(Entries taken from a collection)
- - -

pub mod goal_store;
pub mod history_store;
pub mod settings_store;
pub mod task_store;
pub mod timer_store;

pub use goal_store::GoalStore;
pub use history_store::{HistoryStore, MAX_FOCUS_SCORE};
pub use settings_store::SettingsStore;
pub use task_store::TaskStore;
pub use timer_store::{ActiveSessionPolicy, StoppedSession, TimerState, TimerStore};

- - -

- [Instructions to follow]: All of the records should be transcribed exactly, with nothing left out.

- [Exercise response]:
pub mod goal_store;
pub mod history_store;
pub mod settings_store;
pub mod task_store;
pub mod timer_store;

pub use goal_store::GoalStore;
pub use history_store::{HistoryStore, MAX_FOCUS_SCORE};
pub use settings_store::SettingsStore;
pub use task_store::TaskStore;
pub use timer_store::{ActiveSessionPolicy, StoppedSession, TimerState, TimerStore};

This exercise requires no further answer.